When participants were further asked to describe the meaning of cancer risk, the dominant response was to promptly discuss various possible risk factors for cancer. Participants enumerated several known factors, including diet, exercise, genetics and family history, and speculated about many others including emotional stress and environmental toxins. The tendency to equate cancer risk with cancer risk factors has been described previously, and may reflect the public’s heightened awareness of disease risk factors, 50 the abstract nature of the idea of risk – with respect to which concrete risk factors may be easier to conceptualize – or people’s underlying motivation to perceive risk as controllable. 47

Risk as uncertainty

A final prominent theme was the interpretation of risk as uncertainty about future outcomes. Several participants acknowledged this uncertainty, noting the lack of correlation between risk factors and future outcomes:

Participant 1: How about nature? You can … have good diet, you don’t smoke, your family never had cancer, you take care of yourself, your workplace is great, but you still get cancer.

Participant 2: But there is so much out there that now they think it causes cancer. You can cut it out, then if it doesn’t cause cancer you can add it back. And even if you cut it out, you might get it anyway … And then my mother‐in‐law … She’s been smoking for more than 60 years, and her lungs are clear … unbelievable.
[Female, High Perceived Risk, High Subjective Numeracy Group]

Importantly, however, this view was not universally held; other participants equated risk with certainty about an outcome’s occurrence: ‘At risk for cancer says that your probability factor just went right out the window.’ Group discussions reflected a tension between these contradictory views:

Participant 1: So what you’re saying is that if your brother has it, that’s an indication that you’re going to have it because you’ve done the same thing.
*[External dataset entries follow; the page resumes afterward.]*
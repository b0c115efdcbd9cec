use log::{debug, warn};
use mio::net::TcpListener;
use mio::{Events, Interest, Poll, Token, Waker};
use socket2::{Domain, Protocol, Socket, Type};
use std::io;
use std::net::SocketAddr;
use std::sync::atomic::{AtomicBool, Ordering};
use std::sync::Arc;

use crate::config::ServerConfig;
use crate::listener::ListenerHandle;

const LISTEN_TOKEN: Token = Token(0);
const WAKER_TOKEN: Token = Token(1);

const DEFAULT_BACKLOG: i32 = 128;

struct AcceptorShared {
    waker: Waker,
    shutdown: AtomicBool,
}

#[derive(Clone)]
pub struct AcceptorHandle {
    inner: Arc<AcceptorShared>,
}

impl AcceptorHandle {
    pub fn shutdown(&self) {
        self.inner.shutdown.store(true, Ordering::Relaxed);
        if let Err(e) = self.inner.waker.wake() {
            warn!("Acceptor waker failed: {e}");
        }
    }
}

/// Accepts inbound connections and deals them out to the event dispatch
/// threads round robin. Runs its own small poll so shutdown can interrupt a
/// parked accept.
pub struct Acceptor {
    poll: Poll,
    listener: TcpListener,
    local_addr: SocketAddr,
    dispatchers: Vec<ListenerHandle>,
    next: usize,
    shared: Arc<AcceptorShared>,
}

impl Acceptor {
    pub fn new(
        config: &ServerConfig,
        dispatchers: Vec<ListenerHandle>,
    ) -> io::Result<(Self, AcceptorHandle)> {
        let mut listener = bind_listener(config)?;
        let local_addr = listener.local_addr()?;

        let poll = Poll::new()?;
        poll.registry()
            .register(&mut listener, LISTEN_TOKEN, Interest::READABLE)?;
        let waker = Waker::new(poll.registry(), WAKER_TOKEN)?;
        let shared = Arc::new(AcceptorShared {
            waker,
            shutdown: AtomicBool::new(false),
        });
        let handle = AcceptorHandle {
            inner: shared.clone(),
        };
        let acceptor = Self {
            poll,
            listener,
            local_addr,
            dispatchers,
            next: 0,
            shared,
        };
        Ok((acceptor, handle))
    }

    /// The address the server is actually listening on. Differs from the
    /// configured one when port zero was requested.
    pub fn local_addr(&self) -> SocketAddr {
        self.local_addr
    }

    pub fn run(mut self) {
        let mut events = Events::with_capacity(16);
        debug!("Acceptor listening on {}", self.local_addr);
        loop {
            if let Err(e) = self.poll.poll(&mut events, None) {
                if e.kind() == io::ErrorKind::Interrupted {
                    continue;
                }
                warn!("Acceptor: poll failed: {e}");
                break;
            }
            if self.shared.shutdown.load(Ordering::Relaxed) {
                break;
            }
            self.accept_ready();
        }
        debug!("Acceptor stopped");
    }

    fn accept_ready(&mut self) {
        loop {
            match self.listener.accept() {
                Ok((stream, peer)) => {
                    let index = self.next;
                    self.next = (self.next + 1) % self.dispatchers.len();
                    debug!("Accepted connection from {peer}, assigned to listener {index}");
                    self.dispatchers[index].enqueue(stream);
                }
                Err(e) if e.kind() == io::ErrorKind::WouldBlock => break,
                Err(e) if e.kind() == io::ErrorKind::Interrupted => {}
                Err(e) => {
                    warn!("Accept failed: {e}");
                    break;
                }
            }
        }
    }
}

fn bind_listener(config: &ServerConfig) -> io::Result<TcpListener> {
    let socket = Socket::new(Domain::IPV4, Type::STREAM, Some(Protocol::TCP))?;
    socket.set_reuse_address(true)?;
    socket.set_nonblocking(true)?;
    let addr: SocketAddr = SocketAddr::from(([0, 0, 0, 0], config.port));
    socket.bind(&addr.into())?;
    let backlog = if config.listen_queue_size > 0 {
        config.listen_queue_size
    } else {
        DEFAULT_BACKLOG
    };
    socket.listen(backlog)?;
    Ok(TcpListener::from_std(socket.into()))
}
Participant 2: No, I don’t think it’s an indication that you’re going to. I think the risk is higher.

Participant 1: Okay, who will … I’m stuck again on that word risk.

Participant 2: Well, I think risk is that amount that we’re talking about. I think there is a risk, there is a chance. I don’t think it says that you are going to.
[Male, High Perceived Risk, Low Subjective Numeracy Group]

This tension has been described in other qualitative studies, 35 , 51 , 52 and long recognized by philosophers of statistics as reflecting a duality of meanings inherent to the risk concept. 24 , 32 , 33 Risk signifies that future outcomes are at once random and determined, unpredictable and predictable through known causal or statistical laws. The primacy of determinism and predictability in people’s understandings of risk was evidenced by participants’ reactions to a normative interpretation of the 9% risk estimate:

Facilitator: It means the risk. Nine percent risk of getting cancer means that out of 100 people who are like Mrs. Jones, 9 of them will develop cancer in their lifetime.

Participant 1: Will, yeah.

Facilitator: So what did that mean? Why did you question that?

Participant 1: Because Mrs. Jones had a 9% chance of developing … and now it’s telling me that 9 people out of 100 like Mrs. Jones will have it. They’re not just at risk. They will get it. I mean, that’s a different interpretation than what I had.

Participant 2: But that’s how they establish risk, is by how many people get it.

Participant 1: Wow!
[Female, Low Perceived Risk, High Subjective Numeracy Group]

The determinism implied by risk estimates may be sufficiently compelling to obscure the fact that such estimates provide only pseudo‐certainty – what Tanenbaum has described as a ‘certainty of what is probable.’ 53

The meaning of individualized risk estimates: interpretive problems

Additional interpretive problems emerged in discussions about the meaning of the hypothetical 9% cancer risk estimate, and related primarily to: (1) the numerical significance of the risk estimate, (2) the distinction between objective and subjective risk and (3) the translation of objective risk estimates to the individual domain.

Numerical significance

The numerical significance of the 9% lifetime colon cancer risk estimate was an important theme in all groups. In written responses prior to group discussion, 33/48 participants (69%) explained the 9% risk estimate not in mathematical terms, but in terms of qualitative judgements of its numerical significance – e.g. ‘You are at low risk of developing colon cancer in your life.’ The remainder used mathematical terms – e.g. ‘nine out of 100’– with or without a judgement of significance.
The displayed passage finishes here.